Start of Block

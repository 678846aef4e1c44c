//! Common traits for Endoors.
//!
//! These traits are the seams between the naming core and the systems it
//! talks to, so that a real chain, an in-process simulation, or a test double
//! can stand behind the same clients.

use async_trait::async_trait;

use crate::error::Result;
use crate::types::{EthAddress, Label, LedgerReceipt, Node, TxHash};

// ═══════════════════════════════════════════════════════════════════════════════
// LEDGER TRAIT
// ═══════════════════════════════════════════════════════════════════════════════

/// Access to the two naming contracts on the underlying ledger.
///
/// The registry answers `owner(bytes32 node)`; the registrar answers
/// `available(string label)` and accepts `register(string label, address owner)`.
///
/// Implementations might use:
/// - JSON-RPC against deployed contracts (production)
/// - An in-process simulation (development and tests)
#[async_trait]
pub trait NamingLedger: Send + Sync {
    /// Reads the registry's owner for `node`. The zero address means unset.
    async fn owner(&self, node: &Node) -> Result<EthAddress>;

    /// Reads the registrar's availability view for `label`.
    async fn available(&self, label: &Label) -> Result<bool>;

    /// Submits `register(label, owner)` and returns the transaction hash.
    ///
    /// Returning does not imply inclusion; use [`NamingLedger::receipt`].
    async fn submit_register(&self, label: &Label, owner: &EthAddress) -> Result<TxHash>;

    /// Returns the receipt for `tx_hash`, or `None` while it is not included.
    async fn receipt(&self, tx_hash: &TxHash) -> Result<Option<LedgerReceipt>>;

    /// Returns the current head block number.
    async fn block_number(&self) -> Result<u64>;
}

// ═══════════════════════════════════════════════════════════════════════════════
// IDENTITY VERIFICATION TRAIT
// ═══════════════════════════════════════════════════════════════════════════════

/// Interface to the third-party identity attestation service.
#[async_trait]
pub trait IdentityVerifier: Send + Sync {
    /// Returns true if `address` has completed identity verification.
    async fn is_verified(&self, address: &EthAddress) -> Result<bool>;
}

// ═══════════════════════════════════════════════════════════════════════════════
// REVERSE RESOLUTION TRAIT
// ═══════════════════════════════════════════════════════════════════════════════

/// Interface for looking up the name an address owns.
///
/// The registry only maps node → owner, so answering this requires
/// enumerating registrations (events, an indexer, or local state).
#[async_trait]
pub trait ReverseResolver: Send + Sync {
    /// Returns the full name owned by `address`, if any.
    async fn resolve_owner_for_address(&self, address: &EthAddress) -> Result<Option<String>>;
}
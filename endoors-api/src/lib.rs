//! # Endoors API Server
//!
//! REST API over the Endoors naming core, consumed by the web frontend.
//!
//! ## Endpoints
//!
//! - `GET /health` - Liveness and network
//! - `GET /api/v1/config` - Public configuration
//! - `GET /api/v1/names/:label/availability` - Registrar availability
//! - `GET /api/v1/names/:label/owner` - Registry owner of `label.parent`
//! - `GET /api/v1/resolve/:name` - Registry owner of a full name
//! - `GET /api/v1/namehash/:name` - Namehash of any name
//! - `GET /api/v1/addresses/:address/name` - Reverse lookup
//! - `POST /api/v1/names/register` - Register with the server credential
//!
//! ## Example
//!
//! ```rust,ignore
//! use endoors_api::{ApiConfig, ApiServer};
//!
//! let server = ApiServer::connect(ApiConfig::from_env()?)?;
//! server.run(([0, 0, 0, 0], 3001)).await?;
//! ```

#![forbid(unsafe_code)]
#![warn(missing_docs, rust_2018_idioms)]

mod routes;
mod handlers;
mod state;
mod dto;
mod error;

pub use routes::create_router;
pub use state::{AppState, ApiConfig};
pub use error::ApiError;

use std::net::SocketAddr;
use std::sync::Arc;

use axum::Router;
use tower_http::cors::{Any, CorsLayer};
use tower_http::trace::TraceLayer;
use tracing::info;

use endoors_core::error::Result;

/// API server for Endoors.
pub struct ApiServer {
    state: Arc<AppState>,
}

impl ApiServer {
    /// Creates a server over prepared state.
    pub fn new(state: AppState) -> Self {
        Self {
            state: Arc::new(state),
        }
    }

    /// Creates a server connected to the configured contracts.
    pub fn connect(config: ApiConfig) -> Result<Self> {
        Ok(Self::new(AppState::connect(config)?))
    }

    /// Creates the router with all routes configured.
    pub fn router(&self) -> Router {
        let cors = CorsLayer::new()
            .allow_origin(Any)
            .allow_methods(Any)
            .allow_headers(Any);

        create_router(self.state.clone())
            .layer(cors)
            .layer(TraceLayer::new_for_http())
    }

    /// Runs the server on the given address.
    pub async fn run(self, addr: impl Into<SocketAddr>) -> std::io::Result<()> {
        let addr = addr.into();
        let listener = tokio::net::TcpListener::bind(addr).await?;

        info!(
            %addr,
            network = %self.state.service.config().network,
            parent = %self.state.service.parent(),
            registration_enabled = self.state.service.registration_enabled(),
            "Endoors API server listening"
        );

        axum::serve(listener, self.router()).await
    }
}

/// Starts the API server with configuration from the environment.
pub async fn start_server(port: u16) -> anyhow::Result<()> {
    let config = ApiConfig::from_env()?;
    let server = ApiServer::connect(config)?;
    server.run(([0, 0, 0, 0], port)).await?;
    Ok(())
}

End of Block

> **WHAT IS REQUIRED**
Search the entries for the word "EthAddress". Copy each line where it appears.

> **WORKED SOLUTION**
use crate::types::{EthAddress, Label, LedgerReceipt, Node, TxHash};
    async fn owner(&self, node: &Node) -> Result<EthAddress>;
    async fn submit_register(&self, label: &Label, owner: &EthAddress) -> Result<TxHash>;
    async fn is_verified(&self, address: &EthAddress) -> Result<bool>;
    async fn resolve_owner_for_address(&self, address: &EthAddress) -> Result<Option<String>>;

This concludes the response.